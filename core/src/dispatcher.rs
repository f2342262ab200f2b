//! The **probe dispatcher**.
//!
//! Fans one probe per target out over a bounded pool of tokio tasks and
//! collects exactly one [`ClassifiedOutcome`] for every target it dispatched.
//!
//! Dispatch and collection share a single `select!` loop, so outcomes from
//! fast hosts reach the [`Reporter`] while slow or unreachable hosts are still
//! pending. A semaphore permit is taken *before* each task is spawned, which
//! keeps dispatch in input order and makes `concurrency == 1` strictly
//! sequential.

use std::collections::HashMap;
use std::future::Future;
use std::sync::Arc;
use std::time::Duration;

use adminsweep_common::config::Config;
use adminsweep_common::executor::RemoteExecutor;
use adminsweep_common::network::target::Target;
use adminsweep_common::outcome::{Classification, ClassifiedOutcome, ProbeOutcome};
use adminsweep_common::reporter::Reporter;
use tokio::sync::{OwnedSemaphorePermit, Semaphore};
use tokio::task::{Id, JoinError, JoinSet};
use tokio::time::timeout;
use tracing::{Instrument, debug, debug_span, error, trace};

use crate::classifier::Classifier;
use crate::session::SweepSession;
use crate::stop::StopSignal;

pub struct ProbeDispatcher {
    executor: Arc<dyn RemoteExecutor>,
    classifier: Arc<Classifier>,
    concurrency: usize,
    probe_timeout: Duration,
    stop_on_success: bool,
}

impl ProbeDispatcher {
    pub fn new(
        executor: Arc<dyn RemoteExecutor>,
        classifier: Arc<Classifier>,
        cfg: &Config,
    ) -> Self {
        Self {
            executor,
            classifier,
            concurrency: cfg.effective_concurrency(),
            probe_timeout: cfg.probe_timeout,
            stop_on_success: cfg.stop_on_success,
        }
    }

    /// Probes every target of `session`, reporting and recording outcomes as they complete.
    ///
    /// Returns once every dispatched probe has settled. When the session's
    /// stop signal fires, targets not yet dispatched are counted as skipped.
    pub async fn dispatch(&self, session: &mut SweepSession, reporter: &mut dyn Reporter) {
        let stop: StopSignal = session.stop_signal();
        let targets: Vec<Target> = session.take_targets();
        if targets.is_empty() {
            debug!("No targets to probe");
            return;
        }

        debug!(
            targets = targets.len(),
            concurrency = self.concurrency,
            "Dispatching probes"
        );

        let semaphore = Arc::new(Semaphore::new(self.concurrency));
        let mut pending = targets.into_iter().peekable();
        let mut tasks: JoinSet<ClassifiedOutcome> = JoinSet::new();
        let mut in_flight: HashMap<Id, Target> = HashMap::new();

        loop {
            let can_dispatch: bool = pending.peek().is_some() && !stop.is_triggered();

            tokio::select! {
                biased;

                Some(joined) = tasks.join_next_with_id(), if !tasks.is_empty() => {
                    if let Some(classified) = self.settle(joined, &mut in_flight) {
                        reporter.report(&classified);
                        session.record(classified);
                    }
                }

                permit = semaphore.clone().acquire_owned(), if can_dispatch => {
                    let Ok(permit) = permit else {
                        error!("Probe pool closed unexpectedly");
                        break;
                    };
                    // The signal may have fired while this slot was awaited.
                    if stop.is_triggered() {
                        continue;
                    }
                    let Some(target) = pending.next() else {
                        continue;
                    };
                    let handle = tasks.spawn(self.probe_task(target.clone(), permit, stop.clone()));
                    in_flight.insert(handle.id(), target);
                }

                else => break,
            }
        }

        while let Some(joined) = tasks.join_next_with_id().await {
            if let Some(classified) = self.settle(joined, &mut in_flight) {
                reporter.report(&classified);
                session.record(classified);
            }
        }

        let skipped: usize = pending.count();
        if skipped > 0 {
            debug!(skipped, "Sweep stopped before every target was dispatched");
        }
        session.mark_skipped(skipped);
    }

    fn probe_task(
        &self,
        target: Target,
        permit: OwnedSemaphorePermit,
        stop: StopSignal,
    ) -> impl Future<Output = ClassifiedOutcome> + Send + use<> {
        let executor = Arc::clone(&self.executor);
        let classifier = Arc::clone(&self.classifier);
        let probe_timeout = self.probe_timeout;
        let stop_on_success = self.stop_on_success;
        let span = debug_span!("probe", host = %target);

        async move {
            trace!(%target, "Probe dispatched");
            let outcome: ProbeOutcome = match timeout(probe_timeout, executor.probe(&target)).await {
                Ok(outcome) => outcome,
                Err(_elapsed) => ProbeOutcome::failure(
                    target.clone(),
                    format!("probe timed out after {probe_timeout:?}"),
                ),
            };

            let classification = classifier.classify(&outcome);

            // Must happen while the permit is held, or the next target could slip through.
            if stop_on_success && classification == Classification::Confirmed && stop.trigger() {
                debug!(%target, "Admin access confirmed, dispatching no further probes");
            }
            drop(permit);

            ClassifiedOutcome {
                outcome,
                classification,
            }
        }
        .instrument(span)
    }

    fn settle(
        &self,
        joined: Result<(Id, ClassifiedOutcome), JoinError>,
        in_flight: &mut HashMap<Id, Target>,
    ) -> Option<ClassifiedOutcome> {
        match joined {
            Ok((id, classified)) => {
                in_flight.remove(&id);
                Some(classified)
            }
            Err(join_err) => {
                let Some(target) = in_flight.remove(&join_err.id()) else {
                    error!("Lost track of a failed probe task: {join_err}");
                    return None;
                };
                let outcome = ProbeOutcome::failure(target, format!("probe task failed: {join_err}"));
                let classification = self.classifier.classify(&outcome);
                Some(ClassifiedOutcome {
                    outcome,
                    classification,
                })
            }
        }
    }
}

// ╔════════════════════════════════════════════╗
// ║ ████████╗███████╗███████╗████████╗███████╗ ║
// ║ ╚══██╔══╝██╔════╝██╔════╝╚══██╔══╝██╔════╝ ║
// ║    ██║   █████╗  ███████╗   ██║   ███████╗ ║
// ║    ██║   ██╔══╝  ╚════██║   ██║   ╚════██║ ║
// ║    ██║   ███████╗███████║   ██║   ███████║ ║
// ║    ╚═╝   ╚══════╝╚══════╝   ╚═╝   ╚══════╝ ║
// ╚════════════════════════════════════════════╝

============

Action item: Reproduce the full set of records precisely.

Result of the exercise:
filename core/src/dispatcher.rs
repository f2342262ab200f2b
//! The **probe dispatcher**.
//!
//! Fans one probe per target out over a bounded pool of tokio tasks and
//! collects exactly one [`ClassifiedOutcome`] for every target it dispatched.
//!
//! Dispatch and collection share a single `select!` loop, so outcomes from
//! fast hosts reach the [`Reporter`] while slow or unreachable hosts are still
//! pending. A semaphore permit is taken *before* each task is spawned, which
//! keeps dispatch in input order and makes `concurrency == 1` strictly
//! sequential.

use std::collections::HashMap;
use std::future::Future;
use std::sync::Arc;
use std::time::Duration;

use adminsweep_common::config::Config;
use adminsweep_common::executor::RemoteExecutor;
use adminsweep_common::network::target::Target;
use adminsweep_common::outcome::{Classification, ClassifiedOutcome, ProbeOutcome};
use adminsweep_common::reporter::Reporter;
use tokio::sync::{OwnedSemaphorePermit, Semaphore};
use tokio::task::{Id, JoinError, JoinSet};
use tokio::time::timeout;
use tracing::{Instrument, debug, debug_span, error, trace};

use crate::classifier::Classifier;
use crate::session::SweepSession;
use crate::stop::StopSignal;

pub struct ProbeDispatcher {
    executor: Arc<dyn RemoteExecutor>,
    classifier: Arc<Classifier>,
    concurrency: usize,
    probe_timeout: Duration,
    stop_on_success: bool,
}

impl ProbeDispatcher {
    pub fn new(
        executor: Arc<dyn RemoteExecutor>,
        classifier: Arc<Classifier>,
        cfg: &Config,
    ) -> Self {
        Self {
            executor,
            classifier,
            concurrency: cfg.effective_concurrency(),
            probe_timeout: cfg.probe_timeout,
            stop_on_success: cfg.stop_on_success,
        }
    }

    /// Probes every target of `session`, reporting and recording outcomes as they complete.
    ///
    /// Returns once every dispatched probe has settled. When the session's
    /// stop signal fires, targets not yet dispatched are counted as skipped.
    pub async fn dispatch(&self, session: &mut SweepSession, reporter: &mut dyn Reporter) {
        let stop: StopSignal = session.stop_signal();
        let targets: Vec<Target> = session.take_targets();
        if targets.is_empty() {
            debug!("No targets to probe");
            return;
        }

        debug!(
            targets = targets.len(),
            concurrency = self.concurrency,
            "Dispatching probes"
        );

        let semaphore = Arc::new(Semaphore::new(self.concurrency));
        let mut pending = targets.into_iter().peekable();
        let mut tasks: JoinSet<ClassifiedOutcome> = JoinSet::new();
        let mut in_flight: HashMap<Id, Target> = HashMap::new();

        loop {
            let can_dispatch: bool = pending.peek().is_some() && !stop.is_triggered();

            tokio::select! {
                biased;

                Some(joined) = tasks.join_next_with_id(), if !tasks.is_empty() => {
                    if let Some(classified) = self.settle(joined, &mut in_flight) {
                        reporter.report(&classified);
                        session.record(classified);
                    }
                }

                permit = semaphore.clone().acquire_owned(), if can_dispatch => {
                    let Ok(permit) = permit else {
                        error!("Probe pool closed unexpectedly");
                        break;
                    };
                    // The signal may have fired while this slot was awaited.
                    if stop.is_triggered() {
                        continue;
                    }
                    let Some(target) = pending.next() else {
                        continue;
                    };
                    let handle = tasks.spawn(self.probe_task(target.clone(), permit, stop.clone()));
                    in_flight.insert(handle.id(), target);
                }

                else => break,
            }
        }

        while let Some(joined) = tasks.join_next_with_id().await {
            if let Some(classified) = self.settle(joined, &mut in_flight) {
                reporter.report(&classified);
                session.record(classified);
            }
        }

        let skipped: usize = pending.count();
        if skipped > 0 {
            debug!(skipped, "Sweep stopped before every target was dispatched");
        }
        session.mark_skipped(skipped);
    }

    fn probe_task(
        &self,
        target: Target,
        permit: OwnedSemaphorePermit,
        stop: StopSignal,
    ) -> impl Future<Output = ClassifiedOutcome> + Send + use<> {
        let executor = Arc::clone(&self.executor);
        let classifier = Arc::clone(&self.classifier);
        let probe_timeout = self.probe_timeout;
        let stop_on_success = self.stop_on_success;
        let span = debug_span!("probe", host = %target);

        async move {
            trace!(%target, "Probe dispatched");
            let outcome: ProbeOutcome = match timeout(probe_timeout, executor.probe(&target)).await {
                Ok(outcome) => outcome,
                Err(_elapsed) => ProbeOutcome::failure(
                    target.clone(),
                    format!("probe timed out after {probe_timeout:?}"),
                ),
            };

            let classification = classifier.classify(&outcome);

            // Must happen while the permit is held, or the next target could slip through.
            if stop_on_success && classification == Classification::Confirmed && stop.trigger() {
                debug!(%target, "Admin access confirmed, dispatching no further probes");
            }
            drop(permit);

            ClassifiedOutcome {
                outcome,
                classification,
            }
        }
        .instrument(span)
    }

    fn settle(
        &self,
        joined: Result<(Id, ClassifiedOutcome), JoinError>,
        in_flight: &mut HashMap<Id, Target>,
    ) -> Option<ClassifiedOutcome> {
        match joined {
            Ok((id, classified)) => {
                in_flight.remove(&id);
                Some(classified)
            }
            Err(join_err) => {
                let Some(target) = in_flight.remove(&join_err.id()) else {
                    error!("Lost track of a failed probe task: {join_err}");
                    return None;
                };
                let outcome = ProbeOutcome::failure(target, format!("probe task failed: {join_err}"));
                let classification = self.classifier.classify(&outcome);
                Some(ClassifiedOutcome {
                    outcome,
                    classification,
                })
            }
        }
    }
}

// ╔════════════════════════════════════════════╗
// ║ ████████╗███████╗███████╗████████╗███████╗ ║
// ║ ╚══██╔══╝██╔════╝██╔════╝╚══██╔══╝██╔════╝ ║
// ║    ██║   █████╗  ███████╗   ██║   ███████╗ ║
// ║    ██║   ██╔══╝  ╚════██║   ██║   ╚════██║ ║
// ║    ██║   ███████╗███████║   ██║   ███████║ ║
// ║    ╚═╝   ╚══════╝╚══════╝   ╚═╝   ╚══════╝ ║
// ╚════════════════════════════════════════════╝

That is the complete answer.